Below are the records. Retype exactly the lines between the lines holding "Self(Uuid::now_v7())" and "impl From<Uuid> for", inclusive.

----- INFORMATION PROVIDED

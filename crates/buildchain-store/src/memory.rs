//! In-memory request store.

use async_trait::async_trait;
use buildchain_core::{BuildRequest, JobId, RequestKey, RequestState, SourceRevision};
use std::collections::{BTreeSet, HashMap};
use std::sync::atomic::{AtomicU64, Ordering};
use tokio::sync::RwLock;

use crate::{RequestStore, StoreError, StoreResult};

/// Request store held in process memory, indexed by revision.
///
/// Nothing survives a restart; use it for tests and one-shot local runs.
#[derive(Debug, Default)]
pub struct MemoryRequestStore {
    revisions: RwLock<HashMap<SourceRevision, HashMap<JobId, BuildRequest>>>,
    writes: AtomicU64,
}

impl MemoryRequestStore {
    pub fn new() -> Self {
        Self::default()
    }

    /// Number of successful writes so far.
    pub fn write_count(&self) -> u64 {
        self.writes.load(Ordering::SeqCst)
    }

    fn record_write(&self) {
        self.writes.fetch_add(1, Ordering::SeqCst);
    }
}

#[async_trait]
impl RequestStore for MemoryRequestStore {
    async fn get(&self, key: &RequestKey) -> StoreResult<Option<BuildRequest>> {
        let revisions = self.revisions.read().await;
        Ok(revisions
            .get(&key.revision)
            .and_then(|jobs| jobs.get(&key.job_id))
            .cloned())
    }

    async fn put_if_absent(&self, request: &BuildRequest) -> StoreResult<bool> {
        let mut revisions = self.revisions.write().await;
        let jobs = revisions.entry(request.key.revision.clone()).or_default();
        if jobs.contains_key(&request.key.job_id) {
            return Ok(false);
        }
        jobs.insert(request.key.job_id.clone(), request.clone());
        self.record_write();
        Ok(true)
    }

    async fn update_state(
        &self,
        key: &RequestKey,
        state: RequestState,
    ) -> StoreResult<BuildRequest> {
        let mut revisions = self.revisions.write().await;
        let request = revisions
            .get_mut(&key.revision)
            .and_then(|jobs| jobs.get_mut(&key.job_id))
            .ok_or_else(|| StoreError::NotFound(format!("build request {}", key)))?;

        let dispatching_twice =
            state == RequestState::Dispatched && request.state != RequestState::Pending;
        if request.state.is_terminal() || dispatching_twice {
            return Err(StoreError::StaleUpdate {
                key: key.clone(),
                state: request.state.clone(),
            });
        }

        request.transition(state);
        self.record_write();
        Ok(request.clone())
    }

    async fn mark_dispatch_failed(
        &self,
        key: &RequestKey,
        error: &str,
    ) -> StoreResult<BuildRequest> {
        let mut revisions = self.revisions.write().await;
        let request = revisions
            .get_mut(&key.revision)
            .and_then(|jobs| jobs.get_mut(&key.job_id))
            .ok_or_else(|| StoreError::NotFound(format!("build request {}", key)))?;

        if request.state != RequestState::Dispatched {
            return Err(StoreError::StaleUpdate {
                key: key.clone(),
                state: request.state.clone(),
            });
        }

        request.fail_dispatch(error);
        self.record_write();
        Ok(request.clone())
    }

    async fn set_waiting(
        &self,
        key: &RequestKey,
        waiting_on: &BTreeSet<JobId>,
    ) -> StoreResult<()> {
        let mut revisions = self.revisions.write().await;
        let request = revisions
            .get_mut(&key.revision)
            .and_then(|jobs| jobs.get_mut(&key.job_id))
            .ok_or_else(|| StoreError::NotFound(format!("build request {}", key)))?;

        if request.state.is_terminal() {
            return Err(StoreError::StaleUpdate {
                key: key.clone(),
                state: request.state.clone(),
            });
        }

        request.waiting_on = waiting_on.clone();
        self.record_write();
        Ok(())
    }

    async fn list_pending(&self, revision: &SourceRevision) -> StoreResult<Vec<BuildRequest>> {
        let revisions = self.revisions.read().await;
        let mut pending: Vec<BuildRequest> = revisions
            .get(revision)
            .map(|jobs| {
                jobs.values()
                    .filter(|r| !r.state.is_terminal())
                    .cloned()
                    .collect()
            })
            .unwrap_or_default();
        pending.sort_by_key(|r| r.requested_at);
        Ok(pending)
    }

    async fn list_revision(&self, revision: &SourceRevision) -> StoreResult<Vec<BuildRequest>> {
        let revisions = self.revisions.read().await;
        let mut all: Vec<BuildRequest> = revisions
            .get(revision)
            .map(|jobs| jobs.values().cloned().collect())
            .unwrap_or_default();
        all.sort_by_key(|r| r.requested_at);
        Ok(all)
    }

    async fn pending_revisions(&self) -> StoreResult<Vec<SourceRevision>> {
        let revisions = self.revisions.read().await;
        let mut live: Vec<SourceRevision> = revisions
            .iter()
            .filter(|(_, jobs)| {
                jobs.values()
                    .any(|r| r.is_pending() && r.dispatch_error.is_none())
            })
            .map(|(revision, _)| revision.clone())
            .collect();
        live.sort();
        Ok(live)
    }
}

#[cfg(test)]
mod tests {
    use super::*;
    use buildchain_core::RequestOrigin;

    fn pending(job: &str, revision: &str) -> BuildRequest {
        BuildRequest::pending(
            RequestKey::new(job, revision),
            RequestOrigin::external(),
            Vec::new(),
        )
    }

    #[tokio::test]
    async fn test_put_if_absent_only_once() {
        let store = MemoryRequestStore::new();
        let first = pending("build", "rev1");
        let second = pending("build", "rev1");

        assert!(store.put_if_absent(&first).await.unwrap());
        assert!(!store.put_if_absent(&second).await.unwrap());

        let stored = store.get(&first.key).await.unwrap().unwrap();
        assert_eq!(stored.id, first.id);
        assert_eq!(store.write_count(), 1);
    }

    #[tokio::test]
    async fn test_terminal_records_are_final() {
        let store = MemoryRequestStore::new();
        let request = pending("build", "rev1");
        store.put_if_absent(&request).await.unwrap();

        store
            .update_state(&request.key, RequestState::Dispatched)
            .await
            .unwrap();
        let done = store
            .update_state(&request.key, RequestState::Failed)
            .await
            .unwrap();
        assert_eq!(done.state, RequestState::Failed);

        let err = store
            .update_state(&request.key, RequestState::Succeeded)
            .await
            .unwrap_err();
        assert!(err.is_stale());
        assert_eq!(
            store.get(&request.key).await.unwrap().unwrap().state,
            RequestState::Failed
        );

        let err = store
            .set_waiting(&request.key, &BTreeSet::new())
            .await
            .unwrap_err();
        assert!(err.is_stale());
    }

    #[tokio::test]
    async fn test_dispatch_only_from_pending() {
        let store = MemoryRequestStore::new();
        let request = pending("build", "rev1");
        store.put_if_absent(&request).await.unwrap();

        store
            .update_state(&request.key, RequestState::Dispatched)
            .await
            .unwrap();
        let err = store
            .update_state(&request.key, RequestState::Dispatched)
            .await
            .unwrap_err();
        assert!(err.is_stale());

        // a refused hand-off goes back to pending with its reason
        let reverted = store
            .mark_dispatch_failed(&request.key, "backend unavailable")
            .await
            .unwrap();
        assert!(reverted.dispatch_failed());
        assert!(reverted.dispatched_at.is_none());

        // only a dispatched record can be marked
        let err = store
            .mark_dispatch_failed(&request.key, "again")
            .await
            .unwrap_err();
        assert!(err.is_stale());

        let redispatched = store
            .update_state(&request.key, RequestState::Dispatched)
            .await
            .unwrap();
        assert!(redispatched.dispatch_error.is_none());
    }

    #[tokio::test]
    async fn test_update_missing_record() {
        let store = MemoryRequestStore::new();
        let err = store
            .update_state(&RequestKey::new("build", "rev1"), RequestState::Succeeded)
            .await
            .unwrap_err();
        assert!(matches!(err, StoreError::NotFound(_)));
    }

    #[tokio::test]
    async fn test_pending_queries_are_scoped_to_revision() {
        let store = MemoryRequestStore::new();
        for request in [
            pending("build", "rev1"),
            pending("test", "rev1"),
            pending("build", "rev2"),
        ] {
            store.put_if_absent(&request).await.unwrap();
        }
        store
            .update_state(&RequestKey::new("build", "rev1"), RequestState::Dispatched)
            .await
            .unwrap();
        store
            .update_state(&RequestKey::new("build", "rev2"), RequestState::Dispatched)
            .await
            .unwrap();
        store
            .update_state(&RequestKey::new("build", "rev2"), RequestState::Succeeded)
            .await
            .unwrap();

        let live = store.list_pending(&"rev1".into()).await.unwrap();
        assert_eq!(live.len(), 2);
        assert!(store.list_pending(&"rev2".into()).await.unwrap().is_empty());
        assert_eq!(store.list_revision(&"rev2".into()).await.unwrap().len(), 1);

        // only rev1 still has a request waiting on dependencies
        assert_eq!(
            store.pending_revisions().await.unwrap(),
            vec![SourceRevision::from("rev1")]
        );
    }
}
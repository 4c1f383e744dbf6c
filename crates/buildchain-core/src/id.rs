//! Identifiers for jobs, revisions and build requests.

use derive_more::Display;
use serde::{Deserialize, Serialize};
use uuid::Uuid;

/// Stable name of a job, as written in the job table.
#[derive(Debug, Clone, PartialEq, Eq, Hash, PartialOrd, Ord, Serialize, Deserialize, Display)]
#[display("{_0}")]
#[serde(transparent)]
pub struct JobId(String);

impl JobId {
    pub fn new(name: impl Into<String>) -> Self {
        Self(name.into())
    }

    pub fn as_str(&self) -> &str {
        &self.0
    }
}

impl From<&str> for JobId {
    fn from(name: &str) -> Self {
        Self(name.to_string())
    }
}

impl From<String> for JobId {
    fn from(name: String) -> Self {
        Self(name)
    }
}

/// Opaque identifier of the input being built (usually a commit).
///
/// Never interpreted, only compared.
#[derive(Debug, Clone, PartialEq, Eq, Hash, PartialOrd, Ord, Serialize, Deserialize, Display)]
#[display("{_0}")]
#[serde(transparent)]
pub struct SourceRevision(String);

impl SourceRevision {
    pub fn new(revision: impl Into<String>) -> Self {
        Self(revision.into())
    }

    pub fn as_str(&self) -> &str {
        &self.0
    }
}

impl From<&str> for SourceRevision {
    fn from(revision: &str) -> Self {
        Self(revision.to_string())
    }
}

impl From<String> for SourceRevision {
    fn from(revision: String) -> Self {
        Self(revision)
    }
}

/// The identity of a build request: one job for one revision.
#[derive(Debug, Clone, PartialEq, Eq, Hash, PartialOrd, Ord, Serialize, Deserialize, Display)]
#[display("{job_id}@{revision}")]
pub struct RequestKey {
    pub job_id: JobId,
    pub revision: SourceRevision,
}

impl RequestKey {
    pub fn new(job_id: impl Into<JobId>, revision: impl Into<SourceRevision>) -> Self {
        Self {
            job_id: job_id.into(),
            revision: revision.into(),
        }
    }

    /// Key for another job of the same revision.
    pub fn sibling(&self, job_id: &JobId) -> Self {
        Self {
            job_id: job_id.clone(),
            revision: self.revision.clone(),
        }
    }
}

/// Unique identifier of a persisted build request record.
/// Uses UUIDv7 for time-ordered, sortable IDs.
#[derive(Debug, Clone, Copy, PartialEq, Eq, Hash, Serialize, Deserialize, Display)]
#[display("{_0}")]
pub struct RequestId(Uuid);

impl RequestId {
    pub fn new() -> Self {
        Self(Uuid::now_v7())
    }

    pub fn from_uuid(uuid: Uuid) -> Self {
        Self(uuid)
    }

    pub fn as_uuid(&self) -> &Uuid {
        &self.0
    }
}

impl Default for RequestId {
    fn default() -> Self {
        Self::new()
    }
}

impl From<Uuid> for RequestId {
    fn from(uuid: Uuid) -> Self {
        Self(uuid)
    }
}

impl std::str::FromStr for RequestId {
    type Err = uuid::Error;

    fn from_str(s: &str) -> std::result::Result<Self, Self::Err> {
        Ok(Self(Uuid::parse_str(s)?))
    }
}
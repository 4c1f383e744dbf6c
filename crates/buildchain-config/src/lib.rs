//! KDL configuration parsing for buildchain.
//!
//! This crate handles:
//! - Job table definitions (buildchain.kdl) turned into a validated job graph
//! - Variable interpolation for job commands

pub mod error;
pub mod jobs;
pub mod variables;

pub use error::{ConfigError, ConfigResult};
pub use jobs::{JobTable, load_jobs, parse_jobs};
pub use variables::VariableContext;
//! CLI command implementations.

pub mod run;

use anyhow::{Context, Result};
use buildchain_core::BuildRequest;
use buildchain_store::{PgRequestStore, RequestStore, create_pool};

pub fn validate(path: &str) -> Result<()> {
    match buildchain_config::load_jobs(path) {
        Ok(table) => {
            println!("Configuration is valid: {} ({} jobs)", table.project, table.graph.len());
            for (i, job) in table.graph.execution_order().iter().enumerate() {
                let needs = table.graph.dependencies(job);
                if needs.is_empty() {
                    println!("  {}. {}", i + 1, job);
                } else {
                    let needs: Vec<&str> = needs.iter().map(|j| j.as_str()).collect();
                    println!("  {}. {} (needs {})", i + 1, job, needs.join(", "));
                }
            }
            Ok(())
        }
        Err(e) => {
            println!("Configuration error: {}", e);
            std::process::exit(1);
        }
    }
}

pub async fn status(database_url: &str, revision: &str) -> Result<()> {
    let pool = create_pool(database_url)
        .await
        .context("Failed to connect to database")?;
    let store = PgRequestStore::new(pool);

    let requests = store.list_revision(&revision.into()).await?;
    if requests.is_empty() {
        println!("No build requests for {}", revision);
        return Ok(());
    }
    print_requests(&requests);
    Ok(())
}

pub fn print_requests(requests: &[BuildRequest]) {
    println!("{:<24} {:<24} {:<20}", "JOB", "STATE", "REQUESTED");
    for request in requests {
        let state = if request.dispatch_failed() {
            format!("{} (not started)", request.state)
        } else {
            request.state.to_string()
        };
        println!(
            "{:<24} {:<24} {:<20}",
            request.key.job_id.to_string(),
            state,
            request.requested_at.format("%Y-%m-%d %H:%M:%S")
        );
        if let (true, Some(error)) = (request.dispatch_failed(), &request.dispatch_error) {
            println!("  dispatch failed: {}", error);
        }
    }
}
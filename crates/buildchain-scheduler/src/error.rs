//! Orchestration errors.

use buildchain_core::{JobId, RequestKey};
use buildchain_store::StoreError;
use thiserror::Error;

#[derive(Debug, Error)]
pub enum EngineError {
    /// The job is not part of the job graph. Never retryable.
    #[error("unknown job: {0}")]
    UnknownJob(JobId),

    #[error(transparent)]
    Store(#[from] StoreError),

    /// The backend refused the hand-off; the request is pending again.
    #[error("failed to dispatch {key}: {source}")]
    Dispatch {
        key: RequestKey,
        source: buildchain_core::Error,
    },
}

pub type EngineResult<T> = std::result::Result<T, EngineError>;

----------

§ **TASK OUTPUT**
        Self(Uuid::now_v7())
    }

    pub fn from_uuid(uuid: Uuid) -> Self {
        Self(uuid)
    }

    pub fn as_uuid(&self) -> &Uuid {
        &self.0
    }
}

impl Default for RequestId {
    fn default() -> Self {
        Self::new()
    }
}

impl From<Uuid> for RequestId {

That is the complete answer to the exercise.